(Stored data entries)
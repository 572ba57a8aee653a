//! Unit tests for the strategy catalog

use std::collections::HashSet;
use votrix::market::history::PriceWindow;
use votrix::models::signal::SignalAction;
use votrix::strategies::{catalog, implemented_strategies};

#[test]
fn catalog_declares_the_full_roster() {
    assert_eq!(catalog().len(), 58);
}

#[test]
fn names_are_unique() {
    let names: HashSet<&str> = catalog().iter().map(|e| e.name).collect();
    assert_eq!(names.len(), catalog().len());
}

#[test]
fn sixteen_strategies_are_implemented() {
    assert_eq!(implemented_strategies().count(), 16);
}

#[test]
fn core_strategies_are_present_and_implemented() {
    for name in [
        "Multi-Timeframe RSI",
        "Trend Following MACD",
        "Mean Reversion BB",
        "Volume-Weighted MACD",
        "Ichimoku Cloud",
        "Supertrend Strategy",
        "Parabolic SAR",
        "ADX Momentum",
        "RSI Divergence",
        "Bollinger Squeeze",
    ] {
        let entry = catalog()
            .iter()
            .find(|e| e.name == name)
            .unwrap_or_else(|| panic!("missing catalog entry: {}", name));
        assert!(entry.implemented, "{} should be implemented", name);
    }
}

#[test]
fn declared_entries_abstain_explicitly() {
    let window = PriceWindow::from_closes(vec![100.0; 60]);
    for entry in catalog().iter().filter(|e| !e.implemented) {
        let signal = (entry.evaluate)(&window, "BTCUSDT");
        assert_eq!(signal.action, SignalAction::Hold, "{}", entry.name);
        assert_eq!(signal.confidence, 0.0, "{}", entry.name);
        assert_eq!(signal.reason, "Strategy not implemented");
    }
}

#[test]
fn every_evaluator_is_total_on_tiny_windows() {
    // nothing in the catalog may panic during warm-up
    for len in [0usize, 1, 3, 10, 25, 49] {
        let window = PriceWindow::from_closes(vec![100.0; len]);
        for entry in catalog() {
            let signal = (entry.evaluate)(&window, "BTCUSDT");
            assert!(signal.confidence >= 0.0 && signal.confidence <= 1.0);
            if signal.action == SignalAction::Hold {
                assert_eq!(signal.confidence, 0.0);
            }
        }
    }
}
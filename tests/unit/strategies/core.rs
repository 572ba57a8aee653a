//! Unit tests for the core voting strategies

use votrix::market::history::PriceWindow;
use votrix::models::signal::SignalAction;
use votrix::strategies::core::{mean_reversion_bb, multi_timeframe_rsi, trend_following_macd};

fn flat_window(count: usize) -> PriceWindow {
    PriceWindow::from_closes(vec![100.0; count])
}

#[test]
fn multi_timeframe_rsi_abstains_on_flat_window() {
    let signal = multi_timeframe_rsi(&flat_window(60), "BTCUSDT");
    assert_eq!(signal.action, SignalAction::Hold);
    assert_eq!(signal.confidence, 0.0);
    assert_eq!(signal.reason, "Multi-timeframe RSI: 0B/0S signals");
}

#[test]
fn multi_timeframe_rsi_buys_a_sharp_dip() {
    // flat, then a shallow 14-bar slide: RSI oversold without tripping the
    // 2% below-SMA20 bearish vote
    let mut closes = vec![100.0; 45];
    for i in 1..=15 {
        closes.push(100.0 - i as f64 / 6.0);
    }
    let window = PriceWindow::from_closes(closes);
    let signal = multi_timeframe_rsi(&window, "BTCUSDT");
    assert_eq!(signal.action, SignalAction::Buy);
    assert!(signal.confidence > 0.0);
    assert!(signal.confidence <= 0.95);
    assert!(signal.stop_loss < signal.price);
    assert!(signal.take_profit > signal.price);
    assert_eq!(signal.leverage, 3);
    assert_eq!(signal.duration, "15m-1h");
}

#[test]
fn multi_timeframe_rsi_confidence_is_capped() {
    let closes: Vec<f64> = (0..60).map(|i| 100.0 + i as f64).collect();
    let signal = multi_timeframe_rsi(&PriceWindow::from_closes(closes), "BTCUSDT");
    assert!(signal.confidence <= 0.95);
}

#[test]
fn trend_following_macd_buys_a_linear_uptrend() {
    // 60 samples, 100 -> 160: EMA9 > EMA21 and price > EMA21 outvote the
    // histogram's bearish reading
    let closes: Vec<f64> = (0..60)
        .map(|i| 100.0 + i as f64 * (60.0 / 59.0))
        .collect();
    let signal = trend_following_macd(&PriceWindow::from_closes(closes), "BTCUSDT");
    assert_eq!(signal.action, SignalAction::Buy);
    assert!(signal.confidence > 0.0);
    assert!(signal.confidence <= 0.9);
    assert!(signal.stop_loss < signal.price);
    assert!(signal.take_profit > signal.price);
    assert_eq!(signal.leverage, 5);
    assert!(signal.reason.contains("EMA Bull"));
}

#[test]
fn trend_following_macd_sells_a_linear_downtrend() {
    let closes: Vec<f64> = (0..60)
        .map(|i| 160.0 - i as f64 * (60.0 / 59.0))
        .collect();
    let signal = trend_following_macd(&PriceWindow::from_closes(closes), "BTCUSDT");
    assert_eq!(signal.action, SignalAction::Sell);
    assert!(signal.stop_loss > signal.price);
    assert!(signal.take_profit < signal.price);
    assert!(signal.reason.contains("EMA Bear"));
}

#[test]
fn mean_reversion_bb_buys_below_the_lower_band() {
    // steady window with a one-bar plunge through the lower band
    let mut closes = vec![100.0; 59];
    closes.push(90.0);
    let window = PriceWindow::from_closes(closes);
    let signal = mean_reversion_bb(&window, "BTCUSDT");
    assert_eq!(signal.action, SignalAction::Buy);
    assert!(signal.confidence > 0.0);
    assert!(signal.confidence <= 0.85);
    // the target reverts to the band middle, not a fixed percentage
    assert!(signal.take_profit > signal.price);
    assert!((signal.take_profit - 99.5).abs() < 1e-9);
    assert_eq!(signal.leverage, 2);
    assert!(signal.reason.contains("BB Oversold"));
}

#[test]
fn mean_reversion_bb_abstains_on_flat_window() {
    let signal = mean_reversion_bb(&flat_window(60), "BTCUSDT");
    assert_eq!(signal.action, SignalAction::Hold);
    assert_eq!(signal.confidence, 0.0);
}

* * *

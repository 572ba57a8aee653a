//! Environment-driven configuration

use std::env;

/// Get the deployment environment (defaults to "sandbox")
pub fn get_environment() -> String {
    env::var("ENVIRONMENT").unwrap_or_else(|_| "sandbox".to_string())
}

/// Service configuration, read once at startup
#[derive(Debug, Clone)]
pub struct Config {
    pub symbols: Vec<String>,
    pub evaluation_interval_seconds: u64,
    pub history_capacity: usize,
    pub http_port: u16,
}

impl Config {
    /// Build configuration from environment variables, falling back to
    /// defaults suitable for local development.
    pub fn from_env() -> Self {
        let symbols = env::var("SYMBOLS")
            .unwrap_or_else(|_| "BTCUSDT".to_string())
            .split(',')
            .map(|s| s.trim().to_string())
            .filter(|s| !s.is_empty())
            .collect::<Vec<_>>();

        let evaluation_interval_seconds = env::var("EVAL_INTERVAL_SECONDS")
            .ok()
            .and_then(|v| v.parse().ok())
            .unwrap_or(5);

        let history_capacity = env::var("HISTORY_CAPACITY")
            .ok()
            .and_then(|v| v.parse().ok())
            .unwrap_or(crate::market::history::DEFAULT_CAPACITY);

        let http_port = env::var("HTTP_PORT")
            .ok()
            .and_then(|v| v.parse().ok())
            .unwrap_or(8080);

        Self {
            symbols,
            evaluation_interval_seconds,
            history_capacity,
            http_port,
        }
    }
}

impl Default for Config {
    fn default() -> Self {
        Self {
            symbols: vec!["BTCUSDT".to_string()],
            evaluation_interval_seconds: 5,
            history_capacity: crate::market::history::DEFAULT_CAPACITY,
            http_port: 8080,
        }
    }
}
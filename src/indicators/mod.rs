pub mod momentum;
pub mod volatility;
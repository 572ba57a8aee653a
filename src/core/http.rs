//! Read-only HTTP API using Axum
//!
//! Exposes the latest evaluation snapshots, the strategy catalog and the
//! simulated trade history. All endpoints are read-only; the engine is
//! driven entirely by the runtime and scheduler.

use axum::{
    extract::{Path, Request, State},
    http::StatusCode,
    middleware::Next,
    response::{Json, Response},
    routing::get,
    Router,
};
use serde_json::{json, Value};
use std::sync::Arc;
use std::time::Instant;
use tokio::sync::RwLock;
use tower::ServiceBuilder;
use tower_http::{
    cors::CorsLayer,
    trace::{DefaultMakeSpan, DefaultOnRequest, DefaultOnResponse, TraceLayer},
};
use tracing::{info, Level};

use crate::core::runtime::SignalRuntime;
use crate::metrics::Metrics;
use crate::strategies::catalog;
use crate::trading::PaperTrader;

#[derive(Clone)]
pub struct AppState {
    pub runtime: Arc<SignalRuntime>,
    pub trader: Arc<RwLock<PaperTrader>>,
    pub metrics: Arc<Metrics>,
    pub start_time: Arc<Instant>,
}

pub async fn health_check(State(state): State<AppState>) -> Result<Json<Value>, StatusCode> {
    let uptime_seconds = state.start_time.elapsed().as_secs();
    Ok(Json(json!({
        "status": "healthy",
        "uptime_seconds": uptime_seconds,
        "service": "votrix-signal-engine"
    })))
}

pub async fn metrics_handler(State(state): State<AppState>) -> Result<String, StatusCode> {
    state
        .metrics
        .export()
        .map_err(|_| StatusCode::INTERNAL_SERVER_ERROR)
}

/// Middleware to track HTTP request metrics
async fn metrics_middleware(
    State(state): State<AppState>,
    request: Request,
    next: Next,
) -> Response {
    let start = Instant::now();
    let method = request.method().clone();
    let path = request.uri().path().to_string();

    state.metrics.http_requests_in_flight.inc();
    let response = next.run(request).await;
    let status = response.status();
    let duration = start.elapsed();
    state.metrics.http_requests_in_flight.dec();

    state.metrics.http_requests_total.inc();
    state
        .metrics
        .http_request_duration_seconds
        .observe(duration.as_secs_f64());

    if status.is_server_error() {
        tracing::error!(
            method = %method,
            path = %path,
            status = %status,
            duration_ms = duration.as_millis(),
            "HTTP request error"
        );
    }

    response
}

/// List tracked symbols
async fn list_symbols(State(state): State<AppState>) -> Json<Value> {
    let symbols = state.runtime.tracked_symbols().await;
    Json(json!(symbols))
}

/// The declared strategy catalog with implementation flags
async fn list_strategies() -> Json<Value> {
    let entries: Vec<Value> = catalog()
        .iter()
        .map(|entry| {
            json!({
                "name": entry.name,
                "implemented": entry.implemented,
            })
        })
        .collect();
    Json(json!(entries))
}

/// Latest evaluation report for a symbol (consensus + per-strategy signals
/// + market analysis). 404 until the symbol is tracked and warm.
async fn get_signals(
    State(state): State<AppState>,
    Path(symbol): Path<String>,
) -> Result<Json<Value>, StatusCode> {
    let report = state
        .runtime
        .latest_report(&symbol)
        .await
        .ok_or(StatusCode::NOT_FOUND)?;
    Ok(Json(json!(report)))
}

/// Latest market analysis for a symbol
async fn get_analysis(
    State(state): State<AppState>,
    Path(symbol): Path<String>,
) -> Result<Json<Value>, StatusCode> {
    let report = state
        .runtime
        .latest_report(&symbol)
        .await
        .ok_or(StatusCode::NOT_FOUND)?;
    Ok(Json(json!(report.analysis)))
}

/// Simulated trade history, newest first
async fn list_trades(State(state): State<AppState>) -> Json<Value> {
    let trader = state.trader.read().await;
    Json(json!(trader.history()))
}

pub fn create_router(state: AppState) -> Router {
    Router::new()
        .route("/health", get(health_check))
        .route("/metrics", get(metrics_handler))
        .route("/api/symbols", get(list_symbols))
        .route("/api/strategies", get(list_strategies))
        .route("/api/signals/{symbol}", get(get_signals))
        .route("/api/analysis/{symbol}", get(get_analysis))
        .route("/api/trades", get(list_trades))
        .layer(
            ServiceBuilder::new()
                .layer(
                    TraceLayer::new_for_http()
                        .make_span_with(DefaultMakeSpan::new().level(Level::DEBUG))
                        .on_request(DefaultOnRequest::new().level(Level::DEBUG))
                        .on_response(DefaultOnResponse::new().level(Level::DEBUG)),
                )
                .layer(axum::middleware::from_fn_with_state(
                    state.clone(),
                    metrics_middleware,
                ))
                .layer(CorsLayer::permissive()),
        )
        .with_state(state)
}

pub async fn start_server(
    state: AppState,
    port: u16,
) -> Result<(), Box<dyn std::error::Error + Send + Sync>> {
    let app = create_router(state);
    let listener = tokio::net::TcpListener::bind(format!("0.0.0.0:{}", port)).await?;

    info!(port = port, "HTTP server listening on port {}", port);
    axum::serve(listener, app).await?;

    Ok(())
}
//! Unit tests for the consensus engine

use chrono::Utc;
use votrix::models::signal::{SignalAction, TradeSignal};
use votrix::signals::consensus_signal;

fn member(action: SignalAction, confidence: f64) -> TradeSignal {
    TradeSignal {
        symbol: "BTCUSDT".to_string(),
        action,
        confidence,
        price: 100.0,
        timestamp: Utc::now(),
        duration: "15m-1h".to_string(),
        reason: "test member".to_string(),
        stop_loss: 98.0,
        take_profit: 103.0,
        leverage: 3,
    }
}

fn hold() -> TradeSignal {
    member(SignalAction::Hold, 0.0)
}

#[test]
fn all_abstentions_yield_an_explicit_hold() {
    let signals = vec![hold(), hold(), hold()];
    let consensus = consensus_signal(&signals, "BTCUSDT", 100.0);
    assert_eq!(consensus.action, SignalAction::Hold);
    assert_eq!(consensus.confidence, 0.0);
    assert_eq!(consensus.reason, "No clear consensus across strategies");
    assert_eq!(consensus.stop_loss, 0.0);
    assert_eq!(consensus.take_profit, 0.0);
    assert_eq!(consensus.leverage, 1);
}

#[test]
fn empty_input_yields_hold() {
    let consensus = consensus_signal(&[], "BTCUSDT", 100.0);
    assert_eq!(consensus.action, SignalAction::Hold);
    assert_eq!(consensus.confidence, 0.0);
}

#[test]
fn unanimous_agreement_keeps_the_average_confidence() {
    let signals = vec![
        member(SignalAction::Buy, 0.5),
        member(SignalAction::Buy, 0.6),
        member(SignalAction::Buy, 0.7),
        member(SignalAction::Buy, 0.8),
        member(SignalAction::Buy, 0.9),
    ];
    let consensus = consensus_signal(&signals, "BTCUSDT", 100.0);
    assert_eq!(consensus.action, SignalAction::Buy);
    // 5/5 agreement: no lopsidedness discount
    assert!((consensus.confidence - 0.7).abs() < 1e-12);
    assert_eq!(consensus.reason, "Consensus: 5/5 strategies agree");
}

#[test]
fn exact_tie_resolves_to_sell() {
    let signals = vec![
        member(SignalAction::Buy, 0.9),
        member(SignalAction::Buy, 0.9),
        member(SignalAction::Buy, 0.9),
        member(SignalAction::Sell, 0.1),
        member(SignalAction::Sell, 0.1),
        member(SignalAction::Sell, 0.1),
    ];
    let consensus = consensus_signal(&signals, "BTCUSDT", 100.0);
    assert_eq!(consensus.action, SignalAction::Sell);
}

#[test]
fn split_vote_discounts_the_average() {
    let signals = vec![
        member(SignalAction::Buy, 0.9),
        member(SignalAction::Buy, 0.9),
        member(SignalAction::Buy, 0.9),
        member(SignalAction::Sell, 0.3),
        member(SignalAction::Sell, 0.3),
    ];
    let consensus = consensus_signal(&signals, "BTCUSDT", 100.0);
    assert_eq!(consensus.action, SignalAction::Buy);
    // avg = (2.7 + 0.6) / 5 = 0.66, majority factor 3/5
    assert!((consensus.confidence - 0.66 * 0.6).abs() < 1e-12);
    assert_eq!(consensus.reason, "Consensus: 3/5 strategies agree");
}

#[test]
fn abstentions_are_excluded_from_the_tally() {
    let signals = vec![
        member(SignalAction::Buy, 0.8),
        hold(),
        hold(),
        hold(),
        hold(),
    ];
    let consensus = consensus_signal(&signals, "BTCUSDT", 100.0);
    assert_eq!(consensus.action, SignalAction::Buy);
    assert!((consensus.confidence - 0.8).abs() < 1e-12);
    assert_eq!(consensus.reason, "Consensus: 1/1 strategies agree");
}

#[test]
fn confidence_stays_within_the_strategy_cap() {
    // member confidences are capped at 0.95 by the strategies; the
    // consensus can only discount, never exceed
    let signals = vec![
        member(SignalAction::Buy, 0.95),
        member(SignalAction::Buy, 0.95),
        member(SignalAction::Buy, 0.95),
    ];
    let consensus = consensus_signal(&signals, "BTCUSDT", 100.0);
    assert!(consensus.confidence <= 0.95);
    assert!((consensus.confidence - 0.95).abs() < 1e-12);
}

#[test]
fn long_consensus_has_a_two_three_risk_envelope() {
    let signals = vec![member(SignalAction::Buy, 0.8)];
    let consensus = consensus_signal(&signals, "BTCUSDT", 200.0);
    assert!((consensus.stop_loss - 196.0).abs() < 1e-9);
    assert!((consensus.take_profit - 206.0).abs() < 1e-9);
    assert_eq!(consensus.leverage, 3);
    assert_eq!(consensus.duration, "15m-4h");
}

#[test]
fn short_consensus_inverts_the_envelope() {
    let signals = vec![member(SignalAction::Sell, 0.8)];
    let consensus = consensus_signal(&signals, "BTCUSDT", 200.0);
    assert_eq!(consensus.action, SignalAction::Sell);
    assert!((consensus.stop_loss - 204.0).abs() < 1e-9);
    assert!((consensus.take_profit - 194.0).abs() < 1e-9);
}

YOUR INSTRUCTIONS:
Scan the entries for lines holding the string "iter", then copy every one of them.

WRITTEN RESPONSE:
    let names: HashSet<&str> = catalog().iter().map(|e| e.name).collect();
            .iter()
    for entry in catalog().iter().filter(|e| !e.implemented) {
        .iter()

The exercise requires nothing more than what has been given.